John A. Rogers, Northwestern University, has received the 2018 Materials Research Society (MRS) Medal “for pioneering contributions to materials for diverse classes of bio-integrated electronic systems.” Rogers will be recognized during the Awards Ceremony at the 2018 MRS Fall Meeting in Boston.
Rogers is the Louis Simpson and Kimberly Querrey Professor at Northwestern University, with appointments in materials science and engineering, biomedical engineering, neurological surgery, electrical and computer engineering, mechanical engineering, and chemistry. He is also the founding director of the endowed Center on Bio-Integrated Electronics. He received BA and BS degrees in chemistry and in physics from The University of Texas at Austin, and his PhD degree in physical chemistry from the Massachusetts Institute of Technology.
Rogers’s scientific and engineering accomplishments fall mainly into four categories: tissue-integrated electronic/microfluidic systems as wireless platforms for continuous, clinical-quality assessment of physiological health and as interventional/diagnostic tools for treating diseases of the heart and brain; cellular-scale optoelectronics as ultraminiaturized implants for optogenetic studies of neural function and for electrotherapy of neurological disorders; bioresorbable electronics as temporary implants for sensing, drug delivery, and neuromodulation; and three-dimensional electronic networks as interfaces to cells and growing tissues.
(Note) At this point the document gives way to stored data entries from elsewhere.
use crate::codec::CodecRef;
use crate::error::CompileError;
use indexmap::IndexMap;
use itertools::Itertools;
use std::collections::{HashMap, VecDeque};
use tessera_types::Schema;

/// Named nodes of one submitted schema tree, and which named nodes each directly contains.
///
/// A node already registered by an earlier compile is not part of the graph. It is
/// neither walked nor ordered, only looked up.
#[derive(Debug, Default)]
pub struct DependencyGraph<'s> {
    nodes: IndexMap<&'s str, &'s Schema>,
    deps: IndexMap<&'s str, Vec<&'s str>>,
    references: Vec<&'s str>,
}

impl<'s> DependencyGraph<'s> {
    /// @return Err if a `$ref` names a node that is neither in the tree nor registered.
    pub fn build(
        root: &'s Schema,
        registered: &HashMap<String, CodecRef>,
    ) -> Result<Self, CompileError> {
        let mut graph = Self::default();
        graph.visit(root, None, registered);

        let unknown = graph
            .references
            .iter()
            .find(|id| !graph.nodes.contains_key(*id) && !registered.contains_key(**id));
        if let Some(id) = unknown {
            return Err(CompileError::UnknownReference(id.to_string()));
        }
        Ok(graph)
    }

    fn visit(
        &mut self,
        schema: &'s Schema,
        owner: Option<&'s str>,
        registered: &HashMap<String, CodecRef>,
    ) {
        if let Some(reference) = schema.reference.as_deref() {
            self.references.push(reference);
            if let Some(owner) = owner {
                self.add_dep(owner, reference);
            }
            return;
        }

        let owner = match schema.id.as_deref() {
            None => owner,
            Some(id) => {
                if let Some(owner) = owner {
                    self.add_dep(owner, id);
                }
                if self.nodes.contains_key(id) || registered.contains_key(id) {
                    return;
                }
                self.nodes.insert(id, schema);
                self.deps.entry(id).or_default();
                Some(id)
            }
        };
        for child in schema.children() {
            self.visit(child, owner, registered);
        }
    }

    fn add_dep(&mut self, owner: &'s str, dep: &'s str) {
        self.deps.entry(owner).or_default().push(dep);
    }

    pub fn node(&self, id: &str) -> Option<&'s Schema> {
        self.nodes.get(id).copied()
    }

    pub fn len(&self) -> usize {
        self.nodes.len()
    }

    /// Kahn's algorithm. Dependencies come before their dependents, and otherwise
    /// nodes keep the order they were discovered in.
    ///
    /// @return Err listing every node that never reached in-degree zero.
    pub fn order(&self) -> Result<Vec<&'s str>, CompileError> {
        let mut in_degree = self
            .nodes
            .keys()
            .map(|id| (*id, 0usize))
            .collect::<HashMap<_, _>>();
        let mut dependents = HashMap::<&str, Vec<&str>>::new();
        for (owner, deps) in self.deps.iter() {
            for dep in deps.iter().unique() {
                if !self.nodes.contains_key(dep) {
                    continue;
                }
                if let Some(degree) = in_degree.get_mut(owner) {
                    *degree += 1;
                }
                dependents.entry(*dep).or_default().push(*owner);
            }
        }

        let mut queue = self
            .nodes
            .keys()
            .filter(|id| in_degree.get(*id) == Some(&0))
            .copied()
            .collect::<VecDeque<_>>();
        let mut order = Vec::with_capacity(self.nodes.len());
        while let Some(id) = queue.pop_front() {
            order.push(id);
            for dependent in dependents.get(id).into_iter().flatten() {
                if let Some(degree) = in_degree.get_mut(dependent) {
                    *degree -= 1;
                    if *degree == 0 {
                        queue.push_back(*dependent);
                    }
                }
            }
        }

        if order.len() < self.nodes.len() {
            let stuck = in_degree
                .into_iter()
                .filter(|(_, degree)| *degree > 0)
                .map(|(id, _)| id.to_string())
                .sorted()
                .collect();
            return Err(CompileError::Cycle(stuck));
        }
        Ok(order)
    }
}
In each case, operation has been validated in studies and trials; several are now in commercial use. The materials range from soft elastomers, to shape memory polymers, semiconductor nanomaterials, colorimetric responsive chemistries, and heterogeneous combinations of these with more established materials. Rogers’s research spans materials synthesis and fundamental properties, to integration strategies, device design, and system engineering.
Rogers is the recipient of a MacArthur Fellowship; the Lemelson-MIT Prize; election to the National Academy of Sciences, the National Academy of Engineering, and the American Academy of Arts & Sciences; and election to the College of Fellows of the American Institute for Medical and Biological Engineering. He has published more than 650 papers, is the inventor on more than 100 patents and patent applications, and has co-founded several startup companies.